[Stored items]
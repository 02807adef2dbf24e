//! Generator configuration and the optional JSON options file.

use serde::{Deserialize, Serialize};
use std::path::{Path, PathBuf};

use crate::error::ExtendDocsError;
use crate::Result;

/// Configuration for rename config generation
#[derive(Debug, Clone, PartialEq, Eq, Serialize, Deserialize)]
#[serde(rename_all = "camelCase", default)]
pub struct ExtendDocsConfig {
    /// Root of the installed package tree
    pub node_modules_dir: PathBuf,
    /// Scope folder holding the packages; empty for a flat layout
    pub npm_scope: String,
    /// Prefix given to renamed classes
    pub class_prefix: String,
    /// Import prefix for renamed class paths
    pub class_bare_import: String,
    /// Prefix given to renamed custom element tags
    pub tag_prefix: String,
    /// Import prefix for renamed tag paths
    pub tag_bare_import: String,
    /// Name of the manifest carrying each package's export map
    pub exports_map_json_file_name: String,
    /// Class prefix that gets replaced
    pub source_class_prefix: String,
    /// Tag prefix that gets replaced
    pub source_tag_prefix: String,
    /// Import prefix of the original paths
    pub source_bare_import: String,
}

impl Default for ExtendDocsConfig {
    fn default() -> Self {
        Self {
            node_modules_dir: PathBuf::from("node_modules"),
            npm_scope: "@lion".to_string(),
            class_prefix: "Lion".to_string(),
            class_bare_import: "@lion/".to_string(),
            tag_prefix: "lion-".to_string(),
            tag_bare_import: "@lion/".to_string(),
            exports_map_json_file_name: "package.json".to_string(),
            source_class_prefix: "Lion".to_string(),
            source_tag_prefix: "lion-".to_string(),
            source_bare_import: "@lion/".to_string(),
        }
    }
}

impl ExtendDocsConfig {
    /// Create a configuration for the given install tree with default options
    pub fn new(node_modules_dir: impl Into<PathBuf>) -> Self {
        Self {
            node_modules_dir: node_modules_dir.into(),
            ..Default::default()
        }
    }

    pub fn with_npm_scope(mut self, scope: impl Into<String>) -> Self {
        self.npm_scope = scope.into();
        self
    }

    pub fn with_class_target(mut self, prefix: impl Into<String>, bare_import: impl Into<String>) -> Self {
        self.class_prefix = prefix.into();
        self.class_bare_import = bare_import.into();
        self
    }

    pub fn with_tag_target(mut self, prefix: impl Into<String>, bare_import: impl Into<String>) -> Self {
        self.tag_prefix = prefix.into();
        self.tag_bare_import = bare_import.into();
        self
    }

    pub fn with_exports_map_json_file_name(mut self, file_name: impl Into<String>) -> Self {
        self.exports_map_json_file_name = file_name.into();
        self
    }

    /// Directory whose subdirectories are the packages to scan
    pub fn packages_dir(&self) -> PathBuf {
        if self.npm_scope.is_empty() {
            self.node_modules_dir.clone()
        } else {
            self.node_modules_dir.join(&self.npm_scope)
        }
    }

    /// Name of a package as shown in directive names
    pub fn display_name(&self, package: &str) -> String {
        if self.npm_scope.is_empty() {
            package.to_string()
        } else {
            format!("{}/{}", self.npm_scope, package)
        }
    }

    /// Apply every option that is set, leaving the rest untouched
    pub fn merge(&mut self, options: ExtendDocsOptions) {
        if let Some(v) = options.node_modules_dir {
            self.node_modules_dir = v;
        }
        if let Some(v) = options.npm_scope {
            self.npm_scope = v;
        }
        if let Some(v) = options.class_prefix {
            self.class_prefix = v;
        }
        if let Some(v) = options.class_bare_import {
            self.class_bare_import = v;
        }
        if let Some(v) = options.tag_prefix {
            self.tag_prefix = v;
        }
        if let Some(v) = options.tag_bare_import {
            self.tag_bare_import = v;
        }
        if let Some(v) = options.exports_map_json_file_name {
            self.exports_map_json_file_name = v;
        }
        if let Some(v) = options.source_class_prefix {
            self.source_class_prefix = v;
        }
        if let Some(v) = options.source_tag_prefix {
            self.source_tag_prefix = v;
        }
        if let Some(v) = options.source_bare_import {
            self.source_bare_import = v;
        }
    }
}

/// Partially specified options, as read from an options file or the command line
#[derive(Debug, Clone, Default, PartialEq, Eq, Deserialize)]
#[serde(rename_all = "camelCase", deny_unknown_fields)]
pub struct ExtendDocsOptions {
    pub node_modules_dir: Option<PathBuf>,
    pub npm_scope: Option<String>,
    pub class_prefix: Option<String>,
    pub class_bare_import: Option<String>,
    pub tag_prefix: Option<String>,
    pub tag_bare_import: Option<String>,
    pub exports_map_json_file_name: Option<String>,
    pub source_class_prefix: Option<String>,
    pub source_tag_prefix: Option<String>,
    pub source_bare_import: Option<String>,
}

impl ExtendDocsOptions {
    /// Load options from a JSON file.
    ///
    /// A relative `nodeModulesDir` is resolved against the file's directory.
    pub fn from_file(path: &Path) -> Result<Self> {
        let content = std::fs::read_to_string(path).map_err(|e| ExtendDocsError::Config {
            path: path.to_path_buf(),
            reason: e.to_string(),
        })?;

        let mut options: ExtendDocsOptions =
            serde_json::from_str(&content).map_err(|e| ExtendDocsError::Config {
                path: path.to_path_buf(),
                reason: e.to_string(),
            })?;

        if let (Some(dir), Some(base)) = (options.node_modules_dir.as_ref(), path.parent()) {
            if dir.is_relative() {
                options.node_modules_dir = Some(base.join(dir));
            }
        }

        Ok(options)
    }
}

- [What to work on] The entries are to be repeated exactly, with nothing altered.

- [Task output]
repository 02807adef2dbf24e
//! Generator configuration and the optional JSON options file.

use serde::{Deserialize, Serialize};
use std::path::{Path, PathBuf};

use crate::error::ExtendDocsError;
use crate::Result;

/// Configuration for rename config generation
#[derive(Debug, Clone, PartialEq, Eq, Serialize, Deserialize)]
#[serde(rename_all = "camelCase", default)]
pub struct ExtendDocsConfig {
    /// Root of the installed package tree
    pub node_modules_dir: PathBuf,
    /// Scope folder holding the packages; empty for a flat layout
    pub npm_scope: String,
    /// Prefix given to renamed classes
    pub class_prefix: String,
    /// Import prefix for renamed class paths
    pub class_bare_import: String,
    /// Prefix given to renamed custom element tags
    pub tag_prefix: String,
    /// Import prefix for renamed tag paths
    pub tag_bare_import: String,
    /// Name of the manifest carrying each package's export map
    pub exports_map_json_file_name: String,
    /// Class prefix that gets replaced
    pub source_class_prefix: String,
    /// Tag prefix that gets replaced
    pub source_tag_prefix: String,
    /// Import prefix of the original paths
    pub source_bare_import: String,
}

impl Default for ExtendDocsConfig {
    fn default() -> Self {
        Self {
            node_modules_dir: PathBuf::from("node_modules"),
            npm_scope: "@lion".to_string(),
            class_prefix: "Lion".to_string(),
            class_bare_import: "@lion/".to_string(),
            tag_prefix: "lion-".to_string(),
            tag_bare_import: "@lion/".to_string(),
            exports_map_json_file_name: "package.json".to_string(),
            source_class_prefix: "Lion".to_string(),
            source_tag_prefix: "lion-".to_string(),
            source_bare_import: "@lion/".to_string(),
        }
    }
}

impl ExtendDocsConfig {
    /// Create a configuration for the given install tree with default options
    pub fn new(node_modules_dir: impl Into<PathBuf>) -> Self {
        Self {
            node_modules_dir: node_modules_dir.into(),
            ..Default::default()
        }
    }

    pub fn with_npm_scope(mut self, scope: impl Into<String>) -> Self {
        self.npm_scope = scope.into();
        self
    }

    pub fn with_class_target(mut self, prefix: impl Into<String>, bare_import: impl Into<String>) -> Self {
        self.class_prefix = prefix.into();
        self.class_bare_import = bare_import.into();
        self
    }

    pub fn with_tag_target(mut self, prefix: impl Into<String>, bare_import: impl Into<String>) -> Self {
        self.tag_prefix = prefix.into();
        self.tag_bare_import = bare_import.into();
        self
    }

    pub fn with_exports_map_json_file_name(mut self, file_name: impl Into<String>) -> Self {
        self.exports_map_json_file_name = file_name.into();
        self
    }

    /// Directory whose subdirectories are the packages to scan
    pub fn packages_dir(&self) -> PathBuf {
        if self.npm_scope.is_empty() {
            self.node_modules_dir.clone()
        } else {
            self.node_modules_dir.join(&self.npm_scope)
        }
    }

    /// Name of a package as shown in directive names
    pub fn display_name(&self, package: &str) -> String {
        if self.npm_scope.is_empty() {
            package.to_string()
        } else {
            format!("{}/{}", self.npm_scope, package)
        }
    }

    /// Apply every option that is set, leaving the rest untouched
    pub fn merge(&mut self, options: ExtendDocsOptions) {
        if let Some(v) = options.node_modules_dir {
            self.node_modules_dir = v;
        }
        if let Some(v) = options.npm_scope {
            self.npm_scope = v;
        }
        if let Some(v) = options.class_prefix {
            self.class_prefix = v;
        }
        if let Some(v) = options.class_bare_import {
            self.class_bare_import = v;
        }
        if let Some(v) = options.tag_prefix {
            self.tag_prefix = v;
        }
        if let Some(v) = options.tag_bare_import {
            self.tag_bare_import = v;
        }
        if let Some(v) = options.exports_map_json_file_name {
            self.exports_map_json_file_name = v;
        }
        if let Some(v) = options.source_class_prefix {
            self.source_class_prefix = v;
        }
        if let Some(v) = options.source_tag_prefix {
            self.source_tag_prefix = v;
        }
        if let Some(v) = options.source_bare_import {
            self.source_bare_import = v;
        }
    }
}

/// Partially specified options, as read from an options file or the command line
#[derive(Debug, Clone, Default, PartialEq, Eq, Deserialize)]
#[serde(rename_all = "camelCase", deny_unknown_fields)]
pub struct ExtendDocsOptions {
    pub node_modules_dir: Option<PathBuf>,
    pub npm_scope: Option<String>,
    pub class_prefix: Option<String>,
    pub class_bare_import: Option<String>,
    pub tag_prefix: Option<String>,
    pub tag_bare_import: Option<String>,
    pub exports_map_json_file_name: Option<String>,
    pub source_class_prefix: Option<String>,
    pub source_tag_prefix: Option<String>,
    pub source_bare_import: Option<String>,
}

impl ExtendDocsOptions {
    /// Load options from a JSON file.
    ///
    /// A relative `nodeModulesDir` is resolved against the file's directory.
    pub fn from_file(path: &Path) -> Result<Self> {
        let content = std::fs::read_to_string(path).map_err(|e| ExtendDocsError::Config {
            path: path.to_path_buf(),
            reason: e.to_string(),
        })?;

        let mut options: ExtendDocsOptions =
            serde_json::from_str(&content).map_err(|e| ExtendDocsError::Config {
                path: path.to_path_buf(),
                reason: e.to_string(),
            })?;

        if let (Some(dir), Some(base)) = (options.node_modules_dir.as_ref(), path.parent()) {
            if dir.is_relative() {
                options.node_modules_dir = Some(base.join(dir));
            }
        }

        Ok(options)
    }
}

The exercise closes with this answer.